Suicide is Not Sweet

I want to talk about something that scares me. I want to talk about death. Suicide, more specifically.

There’s been a lot of news coverage over the last week about the tragic deaths of Anthony Bourdain and Kate Spade to depression.

I have suffered from depression all of my adult life, but I have never considered ending it all. (So you can stop panicking). Six years ago, however, when I was on, what was to become the therapy that did more to fix me than anything else has, I received a real shock to the system when I realised that that may, feasibly, be the way that I die. 

Because I suffer from depression. 

Every week, for almost a year, my therapist asked me if I had considered harming myself that week. And if I’d considered suicide.

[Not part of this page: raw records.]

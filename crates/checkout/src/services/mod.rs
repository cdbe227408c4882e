//! Remote capabilities used by checkout.

pub mod order;

pub use order::{
    InMemoryOrderService, OrderRequest, OrderResponse, OrderService, OrderServiceError,
    PlacedOrder,
};
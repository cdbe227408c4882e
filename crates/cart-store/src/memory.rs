use std::collections::HashMap;
use std::sync::Arc;

use async_trait::async_trait;
use chrono::Utc;
use common::{ObjectId, StudentId, TeacherId};
use tokio::sync::RwLock;

use crate::{
    Cart, CartHistoryEntry, HistoryQuery, Result, StoreError, Version,
    store::{CartStore, HistoryStore},
};

#[derive(Default)]
struct CartState {
    carts: HashMap<ObjectId, Cart>,
    by_owner: HashMap<(TeacherId, StudentId), ObjectId>,
}

/// In-memory cart store.
///
/// Provides the same compare-and-swap semantics as the PostgreSQL
/// implementation. Cloning yields a handle onto the same data.
#[derive(Clone, Default)]
pub struct InMemoryCartStore {
    state: Arc<RwLock<CartState>>,
}

impl InMemoryCartStore {
    /// Creates a new empty in-memory cart store.
    pub fn new() -> Self {
        Self::default()
    }

    /// Returns the number of carts stored.
    pub async fn cart_count(&self) -> usize {
        self.state.read().await.carts.len()
    }
}

#[async_trait]
impl CartStore for InMemoryCartStore {
    async fn get_or_create(&self, teacher_id: &TeacherId, student_id: &StudentId) -> Result<Cart> {
        let key = (teacher_id.clone(), student_id.clone());

        let existing = {
            let state = self.state.read().await;
            state
                .by_owner
                .get(&key)
                .and_then(|id| state.carts.get(id))
                .cloned()
        };
        if let Some(cart) = existing {
            return Ok(cart);
        }

        // Re-check under the write lock; another task may have created it.
        let mut state = self.state.write().await;
        if let Some(id) = state.by_owner.get(&key)
            && let Some(cart) = state.carts.get(id)
        {
            return Ok(cart.clone());
        }

        let cart = Cart::new(teacher_id.clone(), student_id.clone());
        state.by_owner.insert(key, cart.id);
        state.carts.insert(cart.id, cart.clone());
        tracing::debug!(cart_id = %cart.id, %teacher_id, %student_id, "cart created");
        Ok(cart)
    }

    async fn find(&self, teacher_id: &TeacherId, student_id: &StudentId) -> Result<Option<Cart>> {
        let state = self.state.read().await;
        let key = (teacher_id.clone(), student_id.clone());
        Ok(state
            .by_owner
            .get(&key)
            .and_then(|id| state.carts.get(id))
            .cloned())
    }

    async fn replace(&self, cart: &Cart) -> Result<Version> {
        let mut state = self.state.write().await;
        let stored = state
            .carts
            .get_mut(&cart.id)
            .ok_or(StoreError::CartNotFound(cart.id))?;

        if stored.version != cart.version {
            return Err(StoreError::ConcurrencyConflict {
                cart_id: cart.id,
                expected: cart.version,
                actual: stored.version,
            });
        }

        stored.items = cart.items.clone();
        stored.total_price = cart.total_price;
        stored.updated_at = Utc::now();
        stored.version = cart.version.next();
        Ok(stored.version)
    }

    async fn carts_for_teacher(&self, teacher_id: &TeacherId) -> Result<Vec<Cart>> {
        let state = self.state.read().await;
        Ok(state
            .carts
            .values()
            .filter(|c| &c.teacher_id == teacher_id)
            .cloned()
            .collect())
    }

    async fn all_carts(&self) -> Result<Vec<Cart>> {
        let state = self.state.read().await;
        Ok(state.carts.values().cloned().collect())
    }
}

/// In-memory history ledger.
#[derive(Clone, Default)]
pub struct InMemoryHistoryStore {
    entries: Arc<RwLock<Vec<CartHistoryEntry>>>,
}

impl InMemoryHistoryStore {
    /// Creates a new empty in-memory history store.
    pub fn new() -> Self {
        Self::default()
    }

    /// Returns the total number of entries stored.
    pub async fn entry_count(&self) -> usize {
        self.entries.read().await.len()
    }
}

#[async_trait]
impl HistoryStore for InMemoryHistoryStore {
    async fn append(&self, entries: Vec<CartHistoryEntry>) -> Result<()> {
        if entries.is_empty() {
            return Ok(());
        }
        self.entries.write().await.extend(entries);
        Ok(())
    }

    async fn query(&self, query: HistoryQuery) -> Result<Vec<CartHistoryEntry>> {
        let store = self.entries.read().await;
        let mut entries: Vec<_> = store.iter().filter(|e| query.matches(e)).cloned().collect();

        // Stable sort: ties keep insertion order
        entries.sort_by_key(|e| e.occurred_at);

        let offset = query.offset.unwrap_or(0);
        let limit = query.limit.unwrap_or(usize::MAX);
        Ok(entries.into_iter().skip(offset).take(limit).collect())
    }
}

The first time she asked me, it sounded so ridiculous that I laughed. “No! Of course not!”

The second time she asked me, I didn’t laugh. I’d had a week to think about the first session. And about myself. And the way I spoke about myself. And the thoughts I had had about myself. And I thought of all the times I’d thought that various people I loved would be living a better, more carefree life if they didn’t have me to worry about. Me and my depression. And I thought of all the times I’d referred to myself as “a waste of oxygen”. A waste of the Earth’s already stretched resources. And no. I’d never thought, “I’m going to do x, y and z to remove myself from the equation”, but I had thought about all the ways my life negatively impacted on others. 

I didn’t laugh the 3rd, or 4th or 5th times. Because by that time I was scared. I was scared in the same way I was scared when I found a lump in my breast. 

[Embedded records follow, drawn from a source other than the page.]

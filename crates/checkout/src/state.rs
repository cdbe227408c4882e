//! Checkout state machine.

use serde::{Deserialize, Serialize};

/// The state of one checkout attempt.
///
/// State transitions:
/// ```text
/// Pending ──┬──► OrderPlaced ──┬──► Completed
///           │                  └──► ClearFailed
///           └──► Rejected
/// ```
#[derive(Debug, Clone, Copy, PartialEq, Eq, Hash, Serialize, Deserialize, Default)]
#[serde(rename_all = "snake_case")]
pub enum CheckoutState {
    /// Inputs validated, order not yet placed.
    #[default]
    Pending,

    /// The order service accepted the order; the cart is not yet cleared.
    OrderPlaced,

    /// Order placed and cart cleared (terminal state).
    Completed,

    /// The order was not created (terminal state).
    Rejected,

    /// Order placed but the cart clear failed. Recoverable by retrying the clear.
    ClearFailed,
}

impl CheckoutState {
    /// Returns true if `next` is a legal successor of this state.
    pub fn can_transition_to(&self, next: CheckoutState) -> bool {
        use CheckoutState::*;
        matches!(
            (self, next),
            (Pending, OrderPlaced)
                | (Pending, Rejected)
                | (OrderPlaced, Completed)
                | (OrderPlaced, ClearFailed)
                | (ClearFailed, Completed)
        )
    }

    /// Returns true if the remote order exists in this state.
    pub fn order_created(&self) -> bool {
        matches!(
            self,
            CheckoutState::OrderPlaced | CheckoutState::Completed | CheckoutState::ClearFailed
        )
    }

    /// Returns true if this is a terminal state.
    pub fn is_terminal(&self) -> bool {
        matches!(self, CheckoutState::Completed | CheckoutState::Rejected)
    }

    /// Returns the state name as a string.
    pub fn as_str(&self) -> &'static str {
        match self {
            CheckoutState::Pending => "pending",
            CheckoutState::OrderPlaced => "order_placed",
            CheckoutState::Completed => "completed",
            CheckoutState::Rejected => "rejected",
            CheckoutState::ClearFailed => "clear_failed",
        }
    }
}

impl std::fmt::Display for CheckoutState {
    fn fmt(&self, f: &mut std::fmt::Formatter<'_>) -> std::fmt::Result {
        f.write_str(self.as_str())
    }
}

I had to get better, because this could kill me.

A well person does not die.

A disease kills them. 

A few weeks ago someone who had once been a big part of my life died. He was 40. He had a wife and a baby daughter. He had a hugely successful career, which he loved. He had so much to live for. He didn’t choose to die. It wasn’t depression in his case. It was cancer. But he didn’t go to bed healthy on a Monday and die the next day from cancer. He was ill for a year and a half. Possibly longer. He and his doctors did everything they could to kill the cancer and preserve his life. Tragically, they failed.

If you find a lump, or you suddenly start fainting, or you develop an unbearable pain in your abdomen that won’t go away, you don’t ignore it. Well… I mean you *might*, but you really shouldn’t. Likewise, if someone you care about starts vomiting blood, you don’t stand by and say nothing. Again: you shouldn’t.

So don’t do it with your mental health. It may never become terminal. I hope it doesn’t, but don’t be complacent. You have no idea how bad things might get, or how quickly they can escalate.

And that might sound trite. And any help you, or a person you care about, does receive might not be able to save you, but it’s got to be worth a go.

Because suicide is not painless. It is not sweet. It is not selfish. It is not a choice a healthy person makes. It is a horrible way to go, and there’s no coming back from it.